Although Ken and Gae were my pastoral family while I was in Tasmania, I was never privileged to stay with them, as Keith was. I did, however, get to stay with some unforgettable people over the course of the summer, each for two or so weeks at a time.
My first hostess was Heather. Not easy to forget her name. She was a widow whose daughter had just gotten married. I think I filled a void for her...she enjoyed "doing" for me as much as I enjoyed staying with her. She made the best pumpkin soup. Yes, pumpkin soup. More about the plethora of pumpkin later. Heather was the sweetest, most hospitable lady I met while I was in Tasmania. She and I just really clicked. When my weeks with her were up, I begged Ken to let me stay with her the whole summer, because I knew she would get lonely. Ken said that he would if he could, but that other families wanted the "privilege" of keeping me. Whatever. So, to the next home I went, however begrudgingly.
I soon got over myself after I arrived at Dianne and Des's home. While Dianne may have been a bit overbearing, she would do anything for me. And Des was just as easygoing as Ken was. He tried his best to give me an Australian accent, starting with the word "Hi!" but it never happened. Their youngest, Stephen, was at home while I was there and we spent many evenings playing Nintendo. Just like leaving Heather's, I wasn't ready to leave Dianne and Des's place.

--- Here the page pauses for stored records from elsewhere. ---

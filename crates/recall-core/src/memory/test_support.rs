//! Deterministic embedders and failure-injecting indexes for tests

use std::sync::atomic::{AtomicU32, Ordering};
use std::time::Duration;

use async_trait::async_trait;
use uuid::Uuid;

use super::embeddings::Embedder;
use super::error::MemoryError;
use super::filter::TenantFilter;
use super::in_memory::InMemoryIndex;
use super::index::VectorIndex;
use super::types::{EmbeddingTask, EmbeddingVector, ScoredRecord, StoredRecord, VectorRecord};

pub const TEST_DIM: usize = 64;

/// Bag-of-words embedder: each token hashes into one bucket, then the vector
/// is L2-normalized. Texts sharing words score higher.
pub struct HashEmbedder {
    dimension: usize,
    delay: Option<Duration>,
    calls: AtomicU32,
}

impl HashEmbedder {
    pub fn new(dimension: usize) -> Self {
        Self {
            dimension,
            delay: None,
            calls: AtomicU32::new(0),
        }
    }

    pub fn with_delay(mut self, delay: Duration) -> Self {
        self.delay = Some(delay);
        self
    }

    pub fn calls(&self) -> u32 {
        self.calls.load(Ordering::SeqCst)
    }

    pub fn vector_for(&self, text: &str) -> EmbeddingVector {
        let mut vector = vec![0.0f32; self.dimension];
        for token in text
            .split(|c: char| !c.is_alphanumeric())
            .filter(|t| !t.is_empty())
        {
            let bucket = (fnv1a(&token.to_lowercase()) % self.dimension as u64) as usize;
            vector[bucket] += 1.0;
        }
        let norm = vector.iter().map(|v| v * v).sum::<f32>().sqrt();
        if norm > 0.0 {
            vector.iter_mut().for_each(|v| *v /= norm);
        }
        vector
    }
}

fn fnv1a(s: &str) -> u64 {
    s.bytes().fold(0xcbf2_9ce4_8422_2325u64, |hash, b| {
        (hash ^ b as u64).wrapping_mul(0x0100_0000_01b3)
    })
}

#[async_trait]
impl Embedder for HashEmbedder {
    async fn embed_batch(
        &self,
        texts: &[String],
        _task: EmbeddingTask,
    ) -> Result<Vec<EmbeddingVector>, MemoryError> {
        self.calls.fetch_add(1, Ordering::SeqCst);
        if let Some(delay) = self.delay {
            tokio::time::sleep(delay).await;
        }
        Ok(texts.iter().map(|t| self.vector_for(t)).collect())
    }

    fn model(&self) -> &str {
        "hash-bow"
    }
}

/// Fails the first `failures` calls with `error`, then embeds like `HashEmbedder`
pub struct FailingEmbedder {
    error: MemoryError,
    failures: u32,
    calls: AtomicU32,
    fallback: HashEmbedder,
}

impl FailingEmbedder {
    pub fn always(error: MemoryError) -> Self {
        Self::first(u32::MAX, error)
    }

    pub fn first(failures: u32, error: MemoryError) -> Self {
        Self {
            error,
            failures,
            calls: AtomicU32::new(0),
            fallback: HashEmbedder::new(TEST_DIM),
        }
    }

    pub fn calls(&self) -> u32 {
        self.calls.load(Ordering::SeqCst)
    }
}

#[async_trait]
impl Embedder for FailingEmbedder {
    async fn embed_batch(
        &self,
        texts: &[String],
        task: EmbeddingTask,
    ) -> Result<Vec<EmbeddingVector>, MemoryError> {
        let n = self.calls.fetch_add(1, Ordering::SeqCst);
        if n < self.failures {
            return Err(self.error.clone());
        }
        self.fallback.embed_batch(texts, task).await
    }

    fn model(&self) -> &str {
        "failing"
    }
}

/// In-memory index with scripted upsert failures and latency
#[derive(Default)]
pub struct FlakyIndex {
    inner: InMemoryIndex,
    unavailable_upserts: u32,
    rejected_upsert_calls: Vec<u32>,
    unavailable_queries: u32,
    delay: Option<Duration>,
    upsert_calls: AtomicU32,
    query_calls: AtomicU32,
}

impl FlakyIndex {
    pub fn new() -> Self {
        Self::default()
    }

    /// The first `n` upsert calls fail with `StoreUnavailable`
    pub fn unavailable_upserts(mut self, n: u32) -> Self {
        self.unavailable_upserts = n;
        self
    }

    /// Upsert call number `call` (zero-based) fails with `StoreRejected`
    pub fn reject_upsert_call(mut self, call: u32) -> Self {
        self.rejected_upsert_calls.push(call);
        self
    }

    /// The first `n` query calls fail with `StoreUnavailable`
    pub fn unavailable_queries(mut self, n: u32) -> Self {
        self.unavailable_queries = n;
        self
    }

    pub fn with_delay(mut self, delay: Duration) -> Self {
        self.delay = Some(delay);
        self
    }

    pub fn inner(&self) -> &InMemoryIndex {
        &self.inner
    }

    pub fn upsert_calls(&self) -> u32 {
        self.upsert_calls.load(Ordering::SeqCst)
    }

    pub fn query_calls(&self) -> u32 {
        self.query_calls.load(Ordering::SeqCst)
    }

    async fn pause(&self) {
        if let Some(delay) = self.delay {
            tokio::time::sleep(delay).await;
        }
    }
}

#[async_trait]
impl VectorIndex for FlakyIndex {
    async fn upsert(&self, records: &[VectorRecord]) -> Result<(), MemoryError> {
        self.pause().await;
        let call = self.upsert_calls.fetch_add(1, Ordering::SeqCst);
        if call < self.unavailable_upserts {
            return Err(MemoryError::StoreUnavailable("injected outage".to_string()));
        }
        if self.rejected_upsert_calls.contains(&call) {
            return Err(MemoryError::StoreRejected("injected rejection".to_string()));
        }
        self.inner.upsert(records).await
    }

    async fn query(
        &self,
        vector: &[f32],
        filter: &TenantFilter,
        limit: usize,
    ) -> Result<Vec<ScoredRecord>, MemoryError> {
        self.pause().await;
        let call = self.query_calls.fetch_add(1, Ordering::SeqCst);
        if call < self.unavailable_queries {
            return Err(MemoryError::StoreUnavailable("injected outage".to_string()));
        }
        self.inner.query(vector, filter, limit).await
    }

    async fn fetch(
        &self,
        filter: &TenantFilter,
        record_ids: &[Uuid],
    ) -> Result<Vec<StoredRecord>, MemoryError> {
        self.pause().await;
        self.inner.fetch(filter, record_ids).await
    }

    async fn count(&self, filter: &TenantFilter) -> Result<u64, MemoryError> {
        self.inner.count(filter).await
    }

    async fn delete(&self, filter: &TenantFilter) -> Result<(), MemoryError> {
        self.inner.delete(filter).await
    }

    async fn health_check(&self) -> Result<bool, MemoryError> {
        Ok(true)
    }

    fn name(&self) -> &'static str {
        "flaky"
    }
}

/// A misbehaving backend that ignores the tenant filter on queries
pub struct LeakyIndex {
    hits: Vec<ScoredRecord>,
}

impl LeakyIndex {
    pub fn returning(hits: Vec<ScoredRecord>) -> Self {
        Self { hits }
    }
}

#[async_trait]
impl VectorIndex for LeakyIndex {
    async fn upsert(&self, _records: &[VectorRecord]) -> Result<(), MemoryError> {
        Ok(())
    }

    async fn query(
        &self,
        _vector: &[f32],
        _filter: &TenantFilter,
        limit: usize,
    ) -> Result<Vec<ScoredRecord>, MemoryError> {
        Ok(self.hits.iter().take(limit).cloned().collect())
    }

    async fn fetch(
        &self,
        _filter: &TenantFilter,
        _record_ids: &[Uuid],
    ) -> Result<Vec<StoredRecord>, MemoryError> {
        Ok(vec![])
    }

    async fn count(&self, _filter: &TenantFilter) -> Result<u64, MemoryError> {
        Ok(self.hits.len() as u64)
    }

    async fn delete(&self, _filter: &TenantFilter) -> Result<(), MemoryError> {
        Ok(())
    }

    async fn health_check(&self) -> Result<bool, MemoryError> {
        Ok(true)
    }

    fn name(&self) -> &'static str {
        "leaky"
    }
}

Paul and Maxine were next, along with their two kids, Nicole and Trent. Maxine and I were the closest in age of any of the families I stayed with, and we connected very quickly. Paul and I really never talked, because Maxine and I wouldn't let him get a word in edgewise! I will never forget staying with them. I loved playing with the kids and the various animals they had around the house.

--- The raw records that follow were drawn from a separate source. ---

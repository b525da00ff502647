// ============================================================================
// Memory Configuration - RECALL_* environment variables
// ============================================================================

use serde::{Deserialize, Serialize};
use std::str::FromStr;
use std::time::Duration;

use crate::memory::{
    EmbeddingApi, IngestQueueConfig, MemoryError, RetryPolicy, StoreOptions, COLLECTION_NAME,
    DEFAULT_EMBEDDING_MODEL, EMBEDDING_DIM,
};

/// Which vector index backs the store client
#[derive(Debug, Clone, Copy, PartialEq, Eq, Serialize, Deserialize)]
#[serde(rename_all = "lowercase")]
pub enum StoreBackend {
    Qdrant,
    /// Process-local, not persistent
    Memory,
}

impl FromStr for StoreBackend {
    type Err = MemoryError;

    fn from_str(s: &str) -> Result<Self, Self::Err> {
        match s.trim().to_lowercase().as_str() {
            "qdrant" => Ok(StoreBackend::Qdrant),
            "memory" | "in-memory" => Ok(StoreBackend::Memory),
            _ => Err(MemoryError::Config(format!("Unknown store backend: {}", s))),
        }
    }
}

/// Everything needed to build a `MemoryService`
#[derive(Debug, Clone, Serialize, Deserialize)]
pub struct MemoryConfig {
    pub store_backend: StoreBackend,
    pub qdrant_url: String,
    #[serde(skip_serializing)]
    pub qdrant_api_key: Option<String>,
    pub collection: String,

    pub embedding_api: EmbeddingApi,
    pub embedding_base_url: Option<String>,
    #[serde(skip_serializing)]
    pub embedding_api_key: Option<String>,
    #[serde(skip_serializing)]
    pub openai_api_key: Option<String>,
    pub embedding_model: String,
    pub embedding_dim: usize,
    pub embedding_task_prefix: bool,
    pub embed_timeout_ms: u64,

    pub store_timeout_ms: u64,
    pub retry_max_attempts: u32,
    pub retry_base_delay_ms: u64,
    pub retry_max_delay_ms: u64,
    pub max_top_k: usize,
    pub upsert_batch_size: usize,
    pub store_text: bool,

    pub ingest_concurrency: usize,
    pub ingest_queue_capacity: usize,
    pub ingest_redeliveries: u32,
    pub ingest_backoff_base_ms: u64,
    pub ingest_backoff_max_ms: u64,

    pub db_path: Option<String>,
}

impl Default for MemoryConfig {
    fn default() -> Self {
        Self {
            store_backend: StoreBackend::Qdrant,
            qdrant_url: "http://localhost:6334".to_string(),
            qdrant_api_key: None,
            collection: COLLECTION_NAME.to_string(),
            embedding_api: EmbeddingApi::OpenAi,
            embedding_base_url: None,
            embedding_api_key: None,
            openai_api_key: None,
            embedding_model: DEFAULT_EMBEDDING_MODEL.to_string(),
            embedding_dim: EMBEDDING_DIM,
            embedding_task_prefix: false,
            embed_timeout_ms: 10_000,
            store_timeout_ms: 5_000,
            retry_max_attempts: 4,
            retry_base_delay_ms: 200,
            retry_max_delay_ms: 5_000,
            max_top_k: 50,
            upsert_batch_size: 100,
            store_text: true,
            ingest_concurrency: 8,
            ingest_queue_capacity: 1024,
            ingest_redeliveries: 3,
            ingest_backoff_base_ms: 1_000,
            ingest_backoff_max_ms: 30_000,
            db_path: None,
        }
    }
}

impl MemoryConfig {
    /// Read `RECALL_*` variables from the process environment. Call
    /// `dotenvy::dotenv()` first to pick up a `.env` file.
    pub fn from_env() -> Result<Self, MemoryError> {
        Self::from_lookup(|key| std::env::var(key).ok())
    }

    /// Build from any key lookup. Unset keys keep their defaults; set but
    /// unparseable keys are errors.
    pub fn from_lookup<F>(lookup: F) -> Result<Self, MemoryError>
    where
        F: Fn(&str) -> Option<String>,
    {
        let get = |key: &str| lookup(key).filter(|v| !v.trim().is_empty());
        let mut config = Self::default();

        if let Some(v) = get("RECALL_STORE_BACKEND") {
            config.store_backend = v.parse()?;
        }
        if let Some(v) = get("RECALL_QDRANT_URL") {
            config.qdrant_url = v;
        }
        config.qdrant_api_key = get("RECALL_QDRANT_API_KEY");
        if let Some(v) = get("RECALL_COLLECTION") {
            config.collection = v;
        }

        if let Some(v) = get("RECALL_EMBEDDING_API") {
            config.embedding_api = v.parse()?;
        }
        config.embedding_base_url = get("RECALL_EMBEDDING_BASE_URL");
        config.embedding_api_key = get("RECALL_EMBEDDING_API_KEY");
        config.openai_api_key = get("OPENAI_API_KEY");
        if let Some(v) = get("RECALL_EMBEDDING_MODEL") {
            config.embedding_model = v;
        }
        parse_into(&get, "RECALL_EMBEDDING_DIM", &mut config.embedding_dim)?;
        parse_into(&get, "RECALL_EMBEDDING_TASK_PREFIX", &mut config.embedding_task_prefix)?;
        parse_into(&get, "RECALL_EMBED_TIMEOUT_MS", &mut config.embed_timeout_ms)?;

        parse_into(&get, "RECALL_STORE_TIMEOUT_MS", &mut config.store_timeout_ms)?;
        parse_into(&get, "RECALL_RETRY_MAX_ATTEMPTS", &mut config.retry_max_attempts)?;
        parse_into(&get, "RECALL_RETRY_BASE_DELAY_MS", &mut config.retry_base_delay_ms)?;
        parse_into(&get, "RECALL_RETRY_MAX_DELAY_MS", &mut config.retry_max_delay_ms)?;
        parse_into(&get, "RECALL_MAX_TOP_K", &mut config.max_top_k)?;
        parse_into(&get, "RECALL_UPSERT_BATCH_SIZE", &mut config.upsert_batch_size)?;
        parse_into(&get, "RECALL_STORE_TEXT", &mut config.store_text)?;

        parse_into(&get, "RECALL_INGEST_CONCURRENCY", &mut config.ingest_concurrency)?;
        parse_into(&get, "RECALL_INGEST_QUEUE_CAPACITY", &mut config.ingest_queue_capacity)?;
        parse_into(&get, "RECALL_INGEST_REDELIVERIES", &mut config.ingest_redeliveries)?;
        parse_into(&get, "RECALL_INGEST_BACKOFF_BASE_MS", &mut config.ingest_backoff_base_ms)?;
        parse_into(&get, "RECALL_INGEST_BACKOFF_MAX_MS", &mut config.ingest_backoff_max_ms)?;

        config.db_path = get("RECALL_DB_PATH");

        config.validate()?;
        Ok(config)
    }

    /// Reject settings that would make the pipeline unusable
    pub fn validate(&self) -> Result<(), MemoryError> {
        let positive = [
            ("RECALL_EMBEDDING_DIM", self.embedding_dim as u64),
            ("RECALL_UPSERT_BATCH_SIZE", self.upsert_batch_size as u64),
            ("RECALL_MAX_TOP_K", self.max_top_k as u64),
            ("RECALL_INGEST_CONCURRENCY", self.ingest_concurrency as u64),
            ("RECALL_INGEST_QUEUE_CAPACITY", self.ingest_queue_capacity as u64),
            ("RECALL_RETRY_MAX_ATTEMPTS", self.retry_max_attempts as u64),
            ("RECALL_EMBED_TIMEOUT_MS", self.embed_timeout_ms),
            ("RECALL_STORE_TIMEOUT_MS", self.store_timeout_ms),
        ];
        for (key, value) in positive {
            if value == 0 {
                return Err(MemoryError::Config(format!("{} must be greater than zero", key)));
            }
        }
        if self.collection.trim().is_empty() {
            return Err(MemoryError::Config("RECALL_COLLECTION must not be empty".to_string()));
        }
        if self.retry_base_delay_ms > self.retry_max_delay_ms {
            return Err(MemoryError::Config(
                "RECALL_RETRY_BASE_DELAY_MS exceeds RECALL_RETRY_MAX_DELAY_MS".to_string(),
            ));
        }
        if self.ingest_backoff_base_ms > self.ingest_backoff_max_ms {
            return Err(MemoryError::Config(
                "RECALL_INGEST_BACKOFF_BASE_MS exceeds RECALL_INGEST_BACKOFF_MAX_MS".to_string(),
            ));
        }
        Ok(())
    }

    pub fn retry_policy(&self) -> RetryPolicy {
        RetryPolicy {
            max_attempts: self.retry_max_attempts,
            base_delay_ms: self.retry_base_delay_ms,
            max_delay_ms: self.retry_max_delay_ms,
            jitter: true,
        }
    }

    pub fn store_options(&self) -> StoreOptions {
        StoreOptions {
            dimension: self.embedding_dim,
            batch_size: self.upsert_batch_size,
            max_top_k: self.max_top_k,
            timeout: Duration::from_millis(self.store_timeout_ms),
            retry: self.retry_policy(),
        }
    }

    pub fn queue_config(&self) -> IngestQueueConfig {
        IngestQueueConfig {
            capacity: self.ingest_queue_capacity,
            concurrency: self.ingest_concurrency,
            redeliveries: self.ingest_redeliveries,
            backoff: RetryPolicy {
                max_attempts: self.ingest_redeliveries.saturating_add(1),
                base_delay_ms: self.ingest_backoff_base_ms,
                max_delay_ms: self.ingest_backoff_max_ms,
                jitter: true,
            },
        }
    }

    pub fn embed_timeout(&self) -> Duration {
        Duration::from_millis(self.embed_timeout_ms)
    }

    pub fn store_timeout(&self) -> Duration {
        Duration::from_millis(self.store_timeout_ms)
    }
}

fn parse_into<T, G>(get: &G, key: &str, target: &mut T) -> Result<(), MemoryError>
where
    T: FromStr,
    T::Err: std::fmt::Display,
    G: Fn(&str) -> Option<String>,
{
    if let Some(raw) = get(key) {
        *target = raw
            .trim()
            .parse()
            .map_err(|e| MemoryError::Config(format!("Invalid {}={:?}: {}", key, raw, e)))?;
    }
    Ok(())
}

One little abandoned lamb stole my heart. Maxine made a little hut for it outside with a crate and some hay. No bigger than a small dog, it scampered and played with the children, and I enjoyed every minute I got to spend with it. One morning as I came in for breakfast, Maxine informed me that the lamb had gotten too cold the night before and wasn't doing very well. She had brought it inside to stay by the wood burning stove. In my mind, I saw the sweet little lamb quietly standing by the fire, getting warm and enjoying the treat of being indoors. When I came into the living room I asked Maxine where he was and she pointed me to the side of the stove. In a basket, wrapped up in blankets to try to give it warmth, was the little lamb. It was as near death as I'd ever seen anything.
Maxine had to go out for the day and I kept the kids, offering to try to feed the lamb every once in a while. Maxine showed me what to do and after she left I got the bottle, picked up the sick lamb and tried to get it to eat. It refused to eat, choking on the milk and bleating pitifully. I tried not to panic, and a little while later tried to feed it again. Again, the poor little thing refused. At this point the kids were realizing the lamb was not getting better, and I was terrified that the lamb would die and I would have to explain it to them. One last time I wanted to try to get the lamb to eat, but when I reached for his little body, it was cold to the touch. He had died, and it took more restraint than I had ever had not to scream "NO!!!" and burst into tears. But for the kid's sake, I kept a brave face and played with the kids, keeping them away from the lamb's body until Maxine could get home. Later that night I wrote a letter to my friend Amy and poured my heart out, crying the whole time.
Even though my saddest memory was at Paul and Maxine's, I still loved them dearly, and, as was my pattern, did not want to leave. This was for the last time, and it tore at my heart to know that my summer would soon be over. I honestly don't remember very much about living at John and Elaine's, with their two daughters Jodie and Tammy. I think it was because I was getting very worked up about leaving. I will say that their home was where I learned the benefit of a hot water bottle at the foot of the bed on a cold winter night! But they were just as hospitable as any of the other families, and I'm sad to say I didn't get to spend more time with them.
From left, front row: Maxine, holding Nicole, Me, Stephen, Elaine; from left, back row: Paul, holding Trent, Heather, Dianne, Des, John.
I will never forget my time at each of these homes. God placed me in just the right spot in just the right time, both for me as well as the families I was privileged to share my summer with.